• **Your task**: Go through the records and report each line in which the word "over" occurs.

----- Provided material -----

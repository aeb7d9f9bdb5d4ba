//! Graph snapshots and per-entity time series.
//!
//! A [`Snapshot`] is a relational structure over a fixed node set: `num_nodes`
//! identity-carrying nodes (indices `0..num_nodes`) and an unordered edge set.
//! A [`TimeSeries`] is an ordered sequence of snapshots for one entity, with a
//! constant node count across all snapshots, the invariant that makes
//! edge-wise deltas and one-hot node identity encodings well defined.

use std::collections::BTreeSet;

use petgraph::graph::UnGraph;
use serde::{Deserialize, Serialize};

use crate::error::SeriesError;

/// Result type for series operations.
pub type SeriesResult<T> = std::result::Result<T, SeriesError>;

/// A single graph snapshot: fixed node set, undirected edges.
///
/// Edges are stored normalized (`(min, max)` endpoint order) so that the edge
/// set is canonical and two snapshots compare equal iff they have the same
/// structure.
#[derive(Debug, Clone, PartialEq, Eq, Serialize, Deserialize)]
pub struct Snapshot {
    num_nodes: usize,
    edges: BTreeSet<(u32, u32)>,
}

impl Snapshot {
    /// Create an empty snapshot with `num_nodes` isolated nodes.
    pub fn new(num_nodes: usize) -> Self {
        Self {
            num_nodes,
            edges: BTreeSet::new(),
        }
    }

    /// Create a snapshot from an edge list.
    pub fn with_edges(
        num_nodes: usize,
        edges: impl IntoIterator<Item = (u32, u32)>,
    ) -> SeriesResult<Self> {
        let mut snapshot = Self::new(num_nodes);
        for (a, b) in edges {
            snapshot.add_edge(a, b)?;
        }
        Ok(snapshot)
    }

    fn check_node(&self, node: u32) -> SeriesResult<()> {
        if (node as usize) < self.num_nodes {
            Ok(())
        } else {
            Err(SeriesError::NodeOutOfRange {
                node,
                num_nodes: self.num_nodes,
            })
        }
    }

    /// Insert an undirected edge. Returns whether the edge was new.
    pub fn add_edge(&mut self, a: u32, b: u32) -> SeriesResult<bool> {
        self.check_node(a)?;
        self.check_node(b)?;
        Ok(self.edges.insert((a.min(b), a.max(b))))
    }

    /// Remove an undirected edge. Returns whether the edge existed.
    pub fn remove_edge(&mut self, a: u32, b: u32) -> bool {
        self.edges.remove(&(a.min(b), a.max(b)))
    }

    /// Whether an edge exists between `a` and `b`.
    pub fn has_edge(&self, a: u32, b: u32) -> bool {
        self.edges.contains(&(a.min(b), a.max(b)))
    }

    /// Number of nodes in the fixed node set.
    pub fn num_nodes(&self) -> usize {
        self.num_nodes
    }

    /// Number of edges.
    pub fn num_edges(&self) -> usize {
        self.edges.len()
    }

    /// Iterate over edges in canonical (sorted, normalized) order.
    pub fn edges(&self) -> impl Iterator<Item = (u32, u32)> + '_ {
        self.edges.iter().copied()
    }

    /// Canonical edge set.
    pub fn edge_set(&self) -> &BTreeSet<(u32, u32)> {
        &self.edges
    }

    /// Build a `petgraph` view of this snapshot.
    ///
    /// Node weights are the snapshot's node indices, so graph algorithms can
    /// map results back to the fixed node set.
    pub fn to_petgraph(&self) -> UnGraph<u32, ()> {
        let mut graph = UnGraph::with_capacity(self.num_nodes, self.edges.len());
        let indices: Vec<_> = (0..self.num_nodes as u32)
            .map(|i| graph.add_node(i))
            .collect();
        for &(a, b) in &self.edges {
            graph.add_edge(indices[a as usize], indices[b as usize], ());
        }
        graph
    }
}

/// An ordered sequence of snapshots for one entity.
///
/// Non-empty, with a constant node count across snapshots. A series of length
/// `T` yields `T - 1` (prior graph, delta) examples downstream; `T >= 2` is
/// required for delta computation to produce anything.
#[derive(Debug, Clone, PartialEq, Eq, Serialize, Deserialize)]
pub struct TimeSeries {
    snapshots: Vec<Snapshot>,
}

impl TimeSeries {
    /// Build a series, validating the constant-node-count invariant.
    pub fn new(snapshots: Vec<Snapshot>) -> SeriesResult<Self> {
        let first = snapshots.first().ok_or(SeriesError::Empty)?;
        let expected = first.num_nodes();
        for (i, snapshot) in snapshots.iter().enumerate() {
            if snapshot.num_nodes() != expected {
                return Err(SeriesError::NodeCountDrift {
                    snapshot: i,
                    expected,
                    actual: snapshot.num_nodes(),
                });
            }
        }
        Ok(Self { snapshots })
    }

    /// Number of snapshots (T).
    pub fn len(&self) -> usize {
        self.snapshots.len()
    }

    /// Always false: a series holds at least one snapshot by construction.
    pub fn is_empty(&self) -> bool {
        self.snapshots.is_empty()
    }

    /// The series-wide constant node count.
    pub fn num_nodes(&self) -> usize {
        self.snapshots[0].num_nodes()
    }

    /// The snapshots in temporal order.
    pub fn snapshots(&self) -> &[Snapshot] {
        &self.snapshots
    }

    /// Iterate over snapshots in temporal order.
    pub fn iter(&self) -> std::slice::Iter<'_, Snapshot> {
        self.snapshots.iter()
    }
}

impl std::ops::Index<usize> for TimeSeries {
    type Output = Snapshot;

    fn index(&self, index: usize) -> &Snapshot {
        &self.snapshots[index]
    }
}

impl<'a> IntoIterator for &'a TimeSeries {
    type Item = &'a Snapshot;
    type IntoIter = std::slice::Iter<'a, Snapshot>;

    fn into_iter(self) -> Self::IntoIter {
        self.snapshots.iter()
    }
}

-----

• **Result**:
//! A [`Snapshot`] is a relational structure over a fixed node set: `num_nodes`
    /// Iterate over edges in canonical (sorted, normalized) order.
    /// Iterate over snapshots in temporal order.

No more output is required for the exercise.